Farnesol demonstrates antitumor activity in several animal models for human
cancer and was being considered for development as a
cancer chemopreventive agent. This study was performed to characterize the effects of minimally toxic doses of
farnesol on the activity of phase I and II
drug metabolizing
enzymes. CD((R)) rats (20/sex/group) received daily gavage exposure to
farnesol doses of 0, 500, or 1000 mg/kg/day for 28 days; 10 rats/sex/group were necropsied at the termination of
farnesol exposure; remaining animals were necropsied after a 28-day recovery period. No deaths occurred during the study, and
farnesol had no significant effects on
body weight, food consumption, clinical signs, or hematology/coagulation parameters. Modest but statistically significant alterations in several clinical chemistry parameters were observed at the termination of
farnesol exposure; all clinical pathology effects were reversed during the recovery period. At the termination of dosing, the activities of CYP1A, CYP2A1-3,
CYP2B1/2, CYP2C11/12,
CYP2E1, CYP3A1/2, CYP4A1-3,
CYP19,
glutathione reductase,
NADPH/
quinone oxidoreductase and
UDP-glucuronosyltransferase were significantly increased in the livers of
farnesol-treated rats;
farnesol also increased the activity of
glutathione S-transferase in the kidney. The effects of
farnesol on hepatic and renal
enzymes were reversed during the recovery period. At the end of the dosing period, increases in absolute and relative liver and kidney weights were seen in
farnesol-treated rats.
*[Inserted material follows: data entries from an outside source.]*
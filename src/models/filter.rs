use std::fmt::Display;

use serde::{Deserialize, Serialize};

use crate::error::{AppError, AppResult};

pub const DEFAULT_MIN_BUDGET: u32 = 0;
pub const DEFAULT_MAX_BUDGET: u32 = 100_000;
pub const NO_OS_PREFERENCE: &str = "No Preference";

/// What the user mainly does with a phone
///
/// Order matters: the form submits a 1-based index into this list.
#[derive(Debug, Clone, Copy, PartialEq, Eq, Hash, Serialize, Deserialize, Default)]
pub enum UsageCategory {
    #[default]
    Casual,
    Entertainment,
    Gaming,
    Photography,
    Productivity,
}

impl UsageCategory {
    pub const ALL: [UsageCategory; 5] = [
        UsageCategory::Casual,
        UsageCategory::Entertainment,
        UsageCategory::Gaming,
        UsageCategory::Photography,
        UsageCategory::Productivity,
    ];

    /// Looks up a category by its 1-based form choice
    pub fn from_choice(choice: u8) -> Option<Self> {
        let index = usize::from(choice).checked_sub(1)?;
        Self::ALL.get(index).copied()
    }

    /// The 1-based form choice for this category
    pub fn choice(self) -> u8 {
        match self {
            UsageCategory::Casual => 1,
            UsageCategory::Entertainment => 2,
            UsageCategory::Gaming => 3,
            UsageCategory::Photography => 4,
            UsageCategory::Productivity => 5,
        }
    }

    pub fn label(self) -> &'static str {
        match self {
            UsageCategory::Casual => "Casual",
            UsageCategory::Entertainment => "Entertainment",
            UsageCategory::Gaming => "Gaming",
            UsageCategory::Photography => "Photography",
            UsageCategory::Productivity => "Productivity",
        }
    }

    /// CSS class suffix used to theme the bonus list
    pub fn css_class(self) -> String {
        self.label().to_lowercase()
    }
}

impl Display for UsageCategory {
    fn fmt(&self, f: &mut std::fmt::Formatter<'_>) -> std::fmt::Result {
        write!(f, "{}", self.label())
    }
}

/// Filter values submitted with a recommendation search
#[derive(Debug, Clone, PartialEq, Eq, Serialize, Deserialize)]
pub struct FilterCriteria {
    pub min_budget: u32,
    pub max_budget: u32,
    pub os: String,
    pub usage: UsageCategory,
}

impl Default for FilterCriteria {
    fn default() -> Self {
        Self {
            min_budget: DEFAULT_MIN_BUDGET,
            max_budget: DEFAULT_MAX_BUDGET,
            os: NO_OS_PREFERENCE.to_string(),
            usage: UsageCategory::default(),
        }
    }
}

impl FilterCriteria {
    /// Builds criteria from raw form values.
    ///
    /// Blank fields fall back to their defaults. A literal "0" is kept as a
    /// real value. Anything that is present but unparseable is rejected.
    pub fn from_form(
        min_budget: &str,
        max_budget: &str,
        os: &str,
        usage_choice: &str,
    ) -> AppResult<Self> {
        let min_budget = parse_budget("minBudget", min_budget, DEFAULT_MIN_BUDGET)?;
        let max_budget = parse_budget("maxBudget", max_budget, DEFAULT_MAX_BUDGET)?;

        let os = match os.trim() {
            "" => NO_OS_PREFERENCE.to_string(),
            value => value.to_string(),
        };

        let usage = match usage_choice.trim() {
            "" => UsageCategory::default(),
            value => value
                .parse::<u8>()
                .ok()
                .and_then(UsageCategory::from_choice)
                .ok_or_else(|| {
                    AppError::InvalidInput(format!(
                        "usage choice must be between 1 and {}, got {:?}",
                        UsageCategory::ALL.len(),
                        value
                    ))
                })?,
        };

        Ok(Self {
            min_budget,
            max_budget,
            os,
            usage,
        })
    }

    /// Query parameters understood by the recommendation endpoint
    pub fn query_pairs(&self) -> Vec<(&'static str, String)> {
        vec![
            ("minBudget", self.min_budget.to_string()),
            ("maxBudget", self.max_budget.to_string()),
            ("os", self.os.clone()),
            ("usageChoice", self.usage.choice().to_string()),
        ]
    }
}

fn parse_budget(field: &str, raw: &str, default: u32) -> AppResult<u32> {
    let raw = raw.trim();
    if raw.is_empty() {
        return Ok(default);
    }
    raw.parse::<u32>().map_err(|_| {
        AppError::InvalidInput(format!(
            "{} must be a whole, non-negative amount, got {:?}",
            field, raw
        ))
    })
}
These increases may be secondary to induction of
drug metabolizing
enzymes, since organ weight increases were not associated with histopathologic alterations and were reversed upon discontinuation of
farnesol exposure. Administration of
farnesol at doses of up to 1000 mg/kg/day induced reversible increases in the activities of several hepatic and renal
drug metabolizing
enzymes in rats, while inducing only minimal toxicity. It is concluded that non-toxic or minimally toxic doses of
farnesol could alter the metabolism, efficacy, and/or toxicity of drugs with which it is co-administered.